Een half uur later, ongeveer drie uur, zitten we in de auto en rijdt Ernst ons naar İnlice. Het is even zoeken, want Wilma kwam er toevallig langs, omdat ze verkeerd was gereden.
"Nee, we moeten hier terug. Volgens mij was het dat huis," en ze wijst naar een klein wit huis met rood pannendak.
We stoppen voor het hek, op een onverharde landweg. We lopen om het hek, dat met een hangslot is afgesloten. Het is een klein, traditioneel huis met veel grond erbij. Op een lager gedeelte lopen drie schapen. Wilma staat een minuut of vijf later met een paar mannen te praten.
"Dit huis wordt niet verhuurd, maar dat daar verderop wel. Daar moet alleen veel aan gedaan worden."
"Kunnen we daar kijken?"
Ze vraagt het de mannen, die direct op weg gaan. Het huis is inderdaad niet af. Het dak lekt volgens de mannen en de meeste muren zijn niet gestuukt. De bovenverdieping is van buiten met een trap bereikbaar. Die is 'nieuw', in die zin, dat hij niet zo oud is als het onderhuis. Dat heeft, als we door de ramen kijken, nog de o
ude lage, brede deuren. Het onderhuis is oud, maar de muren zijn opnieuw opgetrokken toen de bovenverdieping erop werd gebouwd. Vijf jaar geleden is het voor het laatst verhuurd. Toen kostte het 350.
"350 euro? Wouw, dat is niet veel geld voor zo'n groot huis."
"Nee," zegt Wilma "350 lira."
Ernst en ik kijken elkaar vrolijk aan.
"Nou ja, het is ook een bouwval. Hier is niets mee te beginnen," schampert mijn zus.
Ernst en ik kijken elkaar aan en lachen.
"Dat had je gedacht!" zeggen we tegelijk. Wilma is geen doe het zelver, maar wij wel. We zien direct allemaal mogelijkheden.

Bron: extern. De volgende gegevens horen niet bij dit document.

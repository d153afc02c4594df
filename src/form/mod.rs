//! Product form drafts and validation.
//!
//! A [`ProductDraft`] is the string-typed mirror of a product while the user
//! is typing. [`validate`] either converts it into a [`ValidatedProduct`]
//! with numeric price and stock, or returns a [`FormErrors`] map naming each
//! invalid field. Validation runs on every submit attempt; a failed draft
//! never reaches the catalog.

use std::collections::BTreeMap;
use std::fmt;

use crate::model::{Product, ProductCreate, ProductUpdate};

/// The validatable fields of the product form.
#[derive(Debug, Clone, Copy, PartialEq, Eq, PartialOrd, Ord)]
pub enum FormField {
    Name,
    Price,
    Category,
    Stock,
}

impl fmt::Display for FormField {
    fn fmt(&self, f: &mut fmt::Formatter<'_>) -> fmt::Result {
        let name = match self {
            FormField::Name => "name",
            FormField::Price => "price",
            FormField::Category => "category",
            FormField::Stock => "stock",
        };
        f.write_str(name)
    }
}

/// Per-field validation messages. Empty means the draft is accepted.
#[derive(Debug, Clone, Default, PartialEq)]
pub struct FormErrors(BTreeMap<FormField, &'static str>);

impl FormErrors {
    pub fn is_empty(&self) -> bool {
        self.0.is_empty()
    }

    pub fn len(&self) -> usize {
        self.0.len()
    }

    pub fn get(&self, field: FormField) -> Option<&'static str> {
        self.0.get(&field).copied()
    }

    pub fn iter(&self) -> impl Iterator<Item = (FormField, &'static str)> + '_ {
        self.0.iter().map(|(field, msg)| (*field, *msg))
    }

    fn insert(&mut self, field: FormField, message: &'static str) {
        self.0.insert(field, message);
    }
}

/// String-typed form values, exactly as entered.
#[derive(Debug, Clone, Default, PartialEq)]
pub struct ProductDraft {
    pub name: String,
    pub price: String,
    pub category: String,
    pub stock: String,
    pub description: String,
}

impl ProductDraft {
    /// Prefill a draft from an existing product, for editing.
    pub fn from_product(product: &Product) -> Self {
        Self {
            name: product.name.clone(),
            price: product.price.to_string(),
            category: product.category.clone(),
            stock: product.stock.to_string(),
            description: product.description.clone(),
        }
    }
}

/// A draft that passed validation: price and stock are numeric.
#[derive(Debug, Clone, PartialEq)]
pub struct ValidatedProduct {
    pub name: String,
    pub price: u32,
    pub category: String,
    pub stock: u32,
    pub description: String,
}

impl ValidatedProduct {
    /// Payload for inserting a brand-new product.
    pub fn into_create(self) -> ProductCreate {
        ProductCreate {
            name: self.name,
            price: self.price,
            category: self.category,
            stock: self.stock,
            description: self.description,
        }
    }

    /// Payload for merging the form onto an existing product. The form
    /// carries every field, so every field is present.
    pub fn into_update(self) -> ProductUpdate {
        ProductUpdate {
            name: Some(self.name),
            price: Some(self.price),
            category: Some(self.category),
            stock: Some(self.stock),
            description: Some(self.description),
        }
    }
}

/// Check a draft and convert it on success.
///
/// Rules:
/// - name: required
/// - price: required, must parse as a non-negative integer (minor units)
/// - category: required
/// - stock: optional, must parse if present; blank means 0
pub fn validate(draft: &ProductDraft) -> Result<ValidatedProduct, FormErrors> {
    let mut errors = FormErrors::default();

    if draft.name.is_empty() {
        errors.insert(FormField::Name, "Required");
    }

    let price = match draft.price.parse::<u32>() {
        Ok(price) => price,
        Err(_) => {
            errors.insert(FormField::Price, "Enter valid price");
            0
        }
    };

    if draft.category.is_empty() {
        errors.insert(FormField::Category, "Required");
    }

    let stock = if draft.stock.is_empty() {
        0
    } else {
        match draft.stock.parse::<u32>() {
            Ok(stock) => stock,
            Err(_) => {
                errors.insert(FormField::Stock, "Enter valid stock");
                0
            }
        }
    };

    if !errors.is_empty() {
        return Err(errors);
    }

    Ok(ValidatedProduct {
        name: draft.name.clone(),
        price,
        category: draft.category.clone(),
        stock,
        description: draft.description.clone(),
    })
}

#[cfg(test)]
mod tests {
    use super::*;

    fn full_draft() -> ProductDraft {
        ProductDraft {
            name: "X".into(),
            price: "10".into(),
            category: "C".into(),
            stock: "".into(),
            description: "".into(),
        }
    }

    #[test]
    fn accepts_draft_with_blank_stock_as_zero() {
        let validated = validate(&full_draft()).unwrap();
        assert_eq!(validated.name, "X");
        assert_eq!(validated.price, 10);
        assert_eq!(validated.category, "C");
        assert_eq!(validated.stock, 0);
    }

    #[test]
    fn rejects_empty_name_and_category() {
        let draft = ProductDraft {
            name: "".into(),
            category: "".into(),
            ..full_draft()
        };
        let errors = validate(&draft).unwrap_err();
        assert_eq!(errors.get(FormField::Name), Some("Required"));
        assert_eq!(errors.get(FormField::Category), Some("Required"));
        assert_eq!(errors.len(), 2);
    }

    #[test]
    fn rejects_missing_or_non_numeric_price() {
        for bad in ["", "abc", "-5", "10.5"] {
            let draft = ProductDraft {
                price: bad.into(),
                ..full_draft()
            };
            let errors = validate(&draft).unwrap_err();
            assert_eq!(errors.get(FormField::Price), Some("Enter valid price"), "price {bad:?}");
        }
    }

    #[test]
    fn rejects_non_numeric_stock_but_accepts_numeric() {
        let draft = ProductDraft {
            stock: "many".into(),
            ..full_draft()
        };
        let errors = validate(&draft).unwrap_err();
        assert_eq!(errors.get(FormField::Stock), Some("Enter valid stock"));

        let draft = ProductDraft {
            stock: "7".into(),
            ..full_draft()
        };
        assert_eq!(validate(&draft).unwrap().stock, 7);
    }

    #[test]
    fn prefill_round_trips_through_validation() {
        let product = Product::new(3, "Office Chair", 5499, "Furniture", 5, "Ergonomic.");
        let draft = ProductDraft::from_product(&product);
        let validated = validate(&draft).unwrap();
        assert_eq!(validated.price, 5499);
        assert_eq!(validated.stock, 5);
        assert_eq!(validated.description, "Ergonomic.");
    }
}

We bedanken de mannen hartelijk en zijn weer op weg naar de auto, als ze op ons toe komen en ons uitnodigen om mee te komen om iets te nuttigen. Dat is heel Turks, heel Islamitisch. Vreemdelingen nodig je uit. Wij worden meegnomen naar een huisje iets verderop op de weg, waar twee vrouwen pide bakken. Zij zitten op de grond, een gekleed in de typisch Turkse wijde broer, net geen şalvar, en de witte hoofddoek. De andere in een moderne broek en blootshoofds. De vrouw met hoofddoek rolt het deeg op een houten plank met een lange stok van bolletje tot een enorme ronde lap. Vervolgens legt ze het beleg, groente met kruiden en korreltjes kaas op de ene helft en vouwt hem dicht. De andere legt de halve maan op een bolle plaat op het vuur, dat wordt gestookt in een grote ton, waarvan de voorkant is uitgeknipt en bovenop een gat is gemaakt voor een stukje kachelpijp.

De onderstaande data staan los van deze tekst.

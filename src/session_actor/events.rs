//! User input events for the session actor, and the snapshot they produce.
//!
//! Every transition of the UI state machine is one [`UiEvent`] variant; the
//! session answers each event with a fresh [`SessionView`] for the renderers.

use crate::form::{FormErrors, ProductDraft};
use crate::model::{ProductId, ViewMode};
use crate::query::PageView;

/// User input driving a session.
#[derive(Debug, Clone)]
pub enum UiEvent {
    /// Recompute the snapshot without changing any state.
    Refresh,
    /// Switch table <-> card. Nothing else changes.
    ViewToggled,
    /// Replace the search text. The current page is deliberately left alone.
    SearchChanged(String),
    /// Jump to a page. The number is taken as-is, never clamped.
    PageRequested(usize),
    /// Open the form empty, for a new product.
    AddRequested,
    /// Open the form prefilled from the product with this id.
    EditRequested(ProductId),
    /// Validate the draft and commit it (insert or update).
    FormSubmitted(ProductDraft),
    /// Close the form without touching the catalog.
    FormCancelled,
}

/// The open form as the renderers see it: the edit target (if any), a draft
/// prefilled from it, and the errors of the last submit attempt.
#[derive(Debug, Clone, PartialEq)]
pub struct FormView {
    pub editing: Option<ProductId>,
    pub draft: ProductDraft,
    pub errors: FormErrors,
}

/// Read-only snapshot of a session after an event: everything the renderers
/// need to paint the screen.
#[derive(Debug, Clone, PartialEq)]
pub struct SessionView {
    pub view: ViewMode,
    pub search: String,
    pub page_view: PageView,
    pub form: Option<FormView>,
}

De vrouw des huizes, weer een andere en ook traditioneel gekleed, zorgt direct voor borden. De mannen zorgen voor wat plastic tuinstoelen en geven ons water te drinken uit hetzelfde glas, dat steeds weer wordt gevuld. Wij krijgen elk een hele pide. Dat is voor een Nederlander een hele maaltijd, die je niet moet krijgen als je net gegeten hebt. Wilma en Ernst kunnen hun pide met moeite op. Ik hik aan tegen het laatste stuk en vraag aan Wilma hoe ik dat oplos.
"Zeg maar dat je het meeneemt en later opeet," adviseert ze.

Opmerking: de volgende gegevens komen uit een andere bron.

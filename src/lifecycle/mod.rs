//! Orchestration layer: actor wiring, seeding, and observability setup.

pub mod catalog_system;
pub mod tracing;

pub use catalog_system::CatalogSystem;
pub use tracing::setup_tracing;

Ik zou niet weten hoe ik dat in het Turks moet zeggen, maar ik vind wel een uitweg. Ik probeer het gesprek te volgen, dat kennismakend is. Sommige dingen zijn duidelijk, zoals onze relatie en wat Wilma en Hasan doen. Een van de mannen zegt te weten wie Wilma is en dat ze al zolang in Turkije woont. Dan begrijp ik dat ze vertelt dat wij een tweeling zijn en vervolgens waar we nu wonen. Ook haar kippen komen ter sprake en de manier waarop je kan zien of een ei vers of oud is. Als we aanstalten maken om te vertrekken, we zitten er al ruim een uur en hadden hele andere dingen voor de middag gepland, dan moeten we nog blijven, want de thee is op komst. Inmiddels heb ik het laatste stuk pide ook weggewerkt, want dat had ik maar in mijn hand en ik wist niet waar ik het anders moest laten. Gelukkig is een thee geen bak zoals in Nederland, maar een klein glaasje. Het past nog net in mijn maag. Terwijl wij aan de thee nippen gaat er een mobiel over. De vrouw, die het deeg uitrolt grijpt in de zak van haar wijde Turkse bloemetjesbroek, pakt haar Nokia en beantwoordt het telefoontje. Ik kijk met stomme verbazing naar het tafereel. Hier zijn twee eeuwen met elkaar in verwarring. Na de thee kunnen we weg. Een tweede glaasje kunnen we weigeren, omdat Wilma naar haar man toe moet. Dat is altijd een goede reden. Met veel groeten en bedankjes, die we gelukkig in het Turks beheersen, nemen we afscheid. WIlma kust de vrouwen. Dat schijnt normaal te zijn.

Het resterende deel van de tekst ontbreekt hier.